Carl Grunert: Im Königreich Nirgendwo - Sämtliche Zukunftsnovellen (Buch)

Carl Grunert
Im Königreich Nirgendwo - Sämtliche Zukunftsnovellen
Verlag Dieter von Reeken, 2019, Paperback, 524 Seiten, 27,50 EUR, ISBN 978-3-945807-33-0

Rezension von Carsten Kuhr

Carl Grunert (1865 bis 1918) ist heute fast vergessen. Fast, weil Herausgeber und Verlagsinhaber Dieter von Reeken dem Verfasser ein literarisches Denkmal setzt. Innerhalb seines Verlags erschienen und erscheinen die Novellen des Autors (der Zeit seines Lebens, soweit bekannt, keine Romane schrieb) im Neusatz und reißen Grunert aus dem Vergessen.

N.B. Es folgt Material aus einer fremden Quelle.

use chrono::NaiveDate;

use crate::gradebook::Gradebook;
use crate::models::{new_id, Grade, GradeValue, Subject, TeachingUnit};

fn grade(
    name: &str,
    value: GradeValue,
    coefficient: f64,
    confirmed: bool,
    date: Option<NaiveDate>,
) -> Grade {
    Grade {
        id: new_id(),
        name: name.to_string(),
        value,
        coefficient,
        is_confirmed: confirmed,
        date,
    }
}

fn subject(name: &str, coefficient: f64, color: &str, grades: Vec<Grade>) -> Subject {
    Subject {
        id: new_id(),
        name: name.to_string(),
        coefficient,
        color: color.to_string(),
        grades,
    }
}

/// A realistic semester: one comfortable unit, one borderline, one in trouble.
pub fn seed_units() -> Vec<TeachingUnit> {
    let exact = |value| GradeValue::Exact { value };
    let range = |min, max| GradeValue::Range { min, max };
    let date = NaiveDate::from_ymd_opt;

    vec![
        TeachingUnit {
            id: new_id(),
            name: "Mathematics".to_string(),
            coefficient: 6.0,
            color: "#3b82f6".to_string(),
            subjects: vec![
                subject(
                    "Linear Algebra",
                    3.0,
                    "#3b82f6",
                    vec![
                        grade("Midterm", exact(15.5), 2.0, true, date(2026, 1, 14)),
                        grade("Homework", exact(17.0), 1.0, true, None),
                    ],
                ),
                subject(
                    "Probability",
                    3.0,
                    "#6366f1",
                    vec![grade("Final", range(12.0, 16.0), 3.0, false, date(2026, 1, 28))],
                ),
            ],
            grades: None,
        },
        TeachingUnit {
            id: new_id(),
            name: "Economics".to_string(),
            coefficient: 4.0,
            color: "#f97316".to_string(),
            subjects: vec![subject(
                "Microeconomics",
                2.0,
                "#f97316",
                vec![grade("Case study", range(9.0, 13.0), 1.0, false, None)],
            )],
            grades: Some(vec![grade("Oral", exact(10.5), 1.0, false, None)]),
        },
        TeachingUnit {
            id: new_id(),
            name: "Languages".to_string(),
            coefficient: 2.0,
            color: "#22c55e".to_string(),
            subjects: vec![
                subject(
                    "English",
                    1.0,
                    "#22c55e",
                    vec![grade("Essay", exact(7.5), 1.0, true, None)],
                ),
                subject("Spanish", 1.0, "#14b8a6", Vec::new()),
            ],
            grades: None,
        },
    ]
}

/// Adds the sample units whose names are not in the book yet, so seeding
/// twice leaves a single copy. Returns the book and how many units were added.
pub fn merge_seed(book: Gradebook) -> (Gradebook, usize) {
    seed_units()
        .into_iter()
        .fold((book, 0), |(book, added), unit| {
            if book.resolve_unit(&unit.name).is_some() {
                (book, added)
            } else {
                (book.add_unit(unit), added + 1)
            }
        })
}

Warum der Herausgeber von den vielen Autoren, die um die Jahrhundertwende des 19. Jahrhunderts publizierten, ausgerechnet Grunert neu auflegt und einem aktuellen Publikum zugänglich, macht erklärt sich damit, dass der Autor schlicht nach wie auch heute noch lesbar ist.

 

Seine oftmals romantisch angehauchten Novellen zeigen uns einen Autor, der interessante Ideen zuhauf in seine Werke einfließen ließ und gerne und ausgiebig mit Anspielungen und Reminiszenzen spielte. Die wissenschaftlichen Erfindungen dienten dabei oftmals nur als Vehikel für seine romantisch verklärten Liebesgeschichten. Oft geht es ihm darum, die Schwierigkeiten, den oder die „Richtige“ zu finden, zu beschreiben, wobei er natürlich auf ein Happy-End zusteuert. Dabei nutzte Grunet, um seine Handlung voranzutreiben und entgegen den Gepflogenheiten der damaligen Zeit, gerne auch Dialoge.


Zeit seines Lebens bekennender Jules-Verne- und H.-G.-Wells-Freund, erinnert so Manches an die Vorbilder. So sind mit „Der Marsspion“, “Pierre Maurignacs Abenteuer“ und „Das Ei des Urvogels“ gleich drei Reminiszenzen an Wells inkludiert. Hier liefert Grunert nicht nur eine Art Vorgeschichte zum „Krieg der Welten“, sondern auch eine Fortsetzung zur „Zeitmaschine“, in der Wells selbst einen Auftritt hat.

Doch nicht nur Wells diente Grunert als Vorbild und Reminiszenz, auch Jules Verne wurde gewürdigt. „Ballon und Eiland“ bietet hier sogar im Text einen direkten Hinweis auf Vernes „geheimnisvolle Insel“. Auffällig hier, dass Grunert seine Frauen nicht als Damsel in der Not, sondern als tatkräftige, ja wagemutige Charaktere beschreibt, die aktiv ins Geschehen eingreifen - mehr als unüblich zu seiner Zeit!

Aber auch Kurt Laßwitz wird gewürdigt. In dem diesem gewidmeten „Scarlatina“ etwa begibt sich ein Familienvater im Traum in seinen Körper, um diesen zu heilen.

Daneben greift Grunert typische utopische Plots auf: Die Außerirdischen, die die Erde besuchen, der Untergang der Zivilisation, eine Unterwasserstation, die die alte mit der neuen Welt verbindet und in der die Vorräte ausgehen, oder künstliche Energieerzeugung - Themen, die sich seither kaum gewandelt haben. Immer wieder bricht der Autor dabei eine Lanze für die wahre Liebe, die er - untypisch zu seiner Zeit - weit höher einschätzt, als die persönliche Ehre.

Ein Abschnitt mit Lyrik und Briefen Grunerts an Laßwitz runden den Band ab.